-- Data for analysis follows --

#[cfg(test)]
mod tests {
    use super::*;
    use std::sync::{Arc, Barrier};
    use std::thread;

    const ALICE: CustomerId = CustomerId(7);
    const BOB: CustomerId = CustomerId(9);

    fn moved(seat: SeatId, from: SeatStatus, to: SeatStatus) -> Transition {
        Transition { seat, from, to }
    }

    #[test]
    fn fresh_registry_lists_every_seat_available() {
        let registry = SeatRegistry::initialize(5, HoldPolicy::Reassign);
        let listing = registry.list_seats();

        assert_eq!(registry.len(), 5);
        assert!(!registry.is_empty());
        assert_eq!(listing.len(), 5);
        for (i, entry) in listing.iter().enumerate() {
            assert_eq!(entry.id as usize, i);
            assert_eq!(entry.status, SeatStatus::Available);
        }

        let empty = SeatRegistry::initialize(0, HoldPolicy::Reassign);
        assert!(empty.is_empty());
        assert!(empty.list_seats().is_empty());
    }

    #[test]
    fn hold_confirm_then_cancel() {
        use SeatStatus::*;
        let registry = SeatRegistry::initialize(3, HoldPolicy::Reassign);

        assert_eq!(
            registry.hold(1, ALICE, 0),
            Outcome::Confirmed(moved(1, Available, Pending))
        );
        assert_eq!(registry.confirm(1, BOB, 0), Outcome::PermissionDenied);
        assert_eq!(
            registry.confirm(1, ALICE, 0),
            Outcome::Confirmed(moved(1, Pending, Occupied))
        );
        assert_eq!(registry.cancel(1, ALICE, 0), Outcome::NoPendingHold);
        assert_eq!(registry.inspect(1), Some((Occupied, Some(ALICE))));
    }

    #[test]
    fn occupied_seats_cannot_be_held() {
        let registry = SeatRegistry::initialize(1, HoldPolicy::Reassign);
        registry.hold(0, ALICE, 0);
        registry.confirm(0, ALICE, 0);

        assert_eq!(registry.hold(0, BOB, 0), Outcome::AlreadyHeld);
        assert_eq!(registry.hold(0, ALICE, 0), Outcome::AlreadyHeld);
        assert_eq!(
            registry.inspect(0),
            Some((SeatStatus::Occupied, Some(ALICE)))
        );
    }

    #[test]
    fn cancel_makes_the_seat_available_again() {
        use SeatStatus::*;
        let registry = SeatRegistry::initialize(2, HoldPolicy::Reassign);
        registry.hold(0, ALICE, 0);

        assert_eq!(
            registry.cancel(0, ALICE, 0),
            Outcome::Cancelled(moved(0, Pending, Available))
        );
        assert_eq!(registry.inspect(0), Some((Available, None)));
        assert_eq!(
            registry.hold(0, BOB, 0),
            Outcome::Confirmed(moved(0, Available, Pending))
        );
    }

    #[test]
    fn strangers_never_change_a_seat() {
        let registry = SeatRegistry::initialize(3, HoldPolicy::Reassign);
        // seat 0 available, seat 1 pending, seat 2 occupied
        registry.hold(1, ALICE, 0);
        registry.hold(2, ALICE, 0);
        registry.confirm(2, ALICE, 0);
        let before: Vec<_> = (0..3).map(|id| registry.inspect(id)).collect();

        for id in 0..3 {
            assert_eq!(registry.confirm(id, BOB, 0), Outcome::PermissionDenied);
            assert_eq!(registry.cancel(id, BOB, 0), Outcome::PermissionDenied);
        }

        let after: Vec<_> = (0..3).map(|id| registry.inspect(id)).collect();
        assert_eq!(before, after);
    }

    #[test]
    fn unknown_seats_are_not_found() {
        let registry = SeatRegistry::initialize(3, HoldPolicy::Reassign);
        assert_eq!(registry.hold(3, ALICE, 0), Outcome::NotFound);
        assert_eq!(registry.confirm(u32::MAX, ALICE, 0), Outcome::NotFound);
        assert_eq!(registry.cancel(17, ALICE, 0), Outcome::NotFound);
        assert_eq!(registry.inspect(3), None);
    }

    #[test]
    fn pending_hold_is_reassigned_by_default() {
        use SeatStatus::*;
        let registry = SeatRegistry::initialize(1, HoldPolicy::Reassign);
        registry.hold(0, ALICE, 0);

        assert_eq!(
            registry.hold(0, BOB, 0),
            Outcome::Confirmed(moved(0, Pending, Pending))
        );
        assert_eq!(registry.confirm(0, ALICE, 0), Outcome::PermissionDenied);
        assert_eq!(registry.inspect(0), Some((Pending, Some(BOB))));
    }

    #[test]
    fn pending_hold_is_kept_under_reject_policy() {
        use SeatStatus::*;
        let registry = SeatRegistry::initialize(1, HoldPolicy::Reject);
        registry.hold(0, ALICE, 0);

        assert_eq!(registry.hold(0, BOB, 0), Outcome::AlreadyHeld);
        // the holder may refresh their own hold
        assert_eq!(
            registry.hold(0, ALICE, 0),
            Outcome::Confirmed(moved(0, Pending, Pending))
        );
        assert_eq!(registry.inspect(0), Some((Pending, Some(ALICE))));
    }

    #[test]
    fn racing_holds_admit_exactly_one_customer() {
        const CUSTOMERS: u32 = 32;
        let registry = Arc::new(SeatRegistry::initialize(1, HoldPolicy::Reject));
        let barrier = Arc::new(Barrier::new(CUSTOMERS as usize));

        let handles: Vec<_> = (0..CUSTOMERS)
            .map(|c| {
                let registry = Arc::clone(&registry);
                let barrier = Arc::clone(&barrier);
                thread::spawn(move || {
                    barrier.wait();
                    registry.hold(0, CustomerId(c), 0)
                })
            })
            .collect();
        let outcomes: Vec<_> = handles.into_iter().map(|h| h.join().unwrap()).collect();

        let winners: Vec<_> = outcomes
            .iter()
            .filter(|o| matches!(o, Outcome::Confirmed(t) if t.from == SeatStatus::Available))
            .collect();
        assert_eq!(winners.len(), 1);
        assert_eq!(
            outcomes
                .iter()
                .filter(|o| **o == Outcome::AlreadyHeld)
                .count(),
            CUSTOMERS as usize - 1
        );
    }

    #[test]
    fn racing_hold_and_confirm_sell_the_seat_once() {
        const CUSTOMERS: u32 = 32;
        let registry = Arc::new(SeatRegistry::initialize(1, HoldPolicy::Reassign));
        let barrier = Arc::new(Barrier::new(CUSTOMERS as usize));

        let handles: Vec<_> = (0..CUSTOMERS)
            .map(|c| {
                let registry = Arc::clone(&registry);
                let barrier = Arc::clone(&barrier);
                thread::spawn(move || {
                    barrier.wait();
                    registry.hold(0, CustomerId(c), 0);
                    (c, registry.confirm(0, CustomerId(c), 0))
                })
            })
            .collect();
        let results: Vec<_> = handles.into_iter().map(|h| h.join().unwrap()).collect();

        let buyers: Vec<_> = results
            .iter()
            .filter(|(_, o)| matches!(o, Outcome::Confirmed(_)))
            .map(|(c, _)| CustomerId(*c))
            .collect();
        assert_eq!(buyers.len(), 1);
        assert_eq!(
            registry.inspect(0),
            Some((SeatStatus::Occupied, Some(buyers[0])))
        );
    }

    #[test]
    fn concurrent_traffic_only_makes_legal_transitions() {
        const THREADS: u32 = 8;
        const SEATS: u32 = 4;
        let registry = Arc::new(SeatRegistry::initialize(SEATS, HoldPolicy::Reassign));

        let handles: Vec<_> = (0..THREADS)
            .map(|t| {
                let registry = Arc::clone(&registry);
                thread::spawn(move || {
                    let customer = CustomerId(t % 3);
                    for i in 0..2_000u32 {
                        let seat = (i * 7 + t) % SEATS;
                        let outcome = match (i + t) % 3 {
                            0 => registry.hold(seat, customer, 0),
                            1 => registry.confirm(seat, customer, 0),
                            _ => registry.cancel(seat, customer, 0),
                        };
                        if let Outcome::Confirmed(change) | Outcome::Cancelled(change) = outcome {
                            let legal = matches!(
                                (change.from, change.to),
                                (SeatStatus::Available, SeatStatus::Pending)
                                    | (SeatStatus::Pending, SeatStatus::Pending)
                                    | (SeatStatus::Pending, SeatStatus::Occupied)
                                    | (SeatStatus::Pending, SeatStatus::Available)
                            );
                            assert!(legal, "illegal transition {change:?}");
                        }
                    }
                })
            })
            .collect();
        for handle in handles {
            handle.join().unwrap();
        }

        for id in 0..SEATS {
            match registry.inspect(id) {
                Some((SeatStatus::Available, holder)) => assert_eq!(holder, None),
                Some((_, holder)) => assert!(holder.is_some()),
                None => panic!("seat {id} vanished"),
            }
        }
    }

    #[test]
    fn apply_wraps_outcomes_with_their_operation() {
        use seat_booking_core::SeatRequest;
        let registry = SeatRegistry::initialize(2, HoldPolicy::Reassign);
        let args = SeatRequest {
            seat: 1,
            customer: ALICE,
            priority: 5,
        };

        let response = registry.apply(&Command::Hold(args));
        assert_eq!(response.to_string(), "Confirm seat: 1 A ?");
        let response = registry.apply(&Command::Confirm(args));
        assert_eq!(response.to_string(), "Seat confirmed: 1 P");
        let response = registry.apply(&Command::List);
        assert_eq!(response.to_string(), "0 A,1 O");
    }
}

-- Data for analysis concluded --

From the data above, copy each line with the string "unwrap" in it.

        let outcomes: Vec<_> = handles.into_iter().map(|h| h.join().unwrap()).collect();
        let results: Vec<_> = handles.into_iter().map(|h| h.join().unwrap()).collect();
            handle.join().unwrap();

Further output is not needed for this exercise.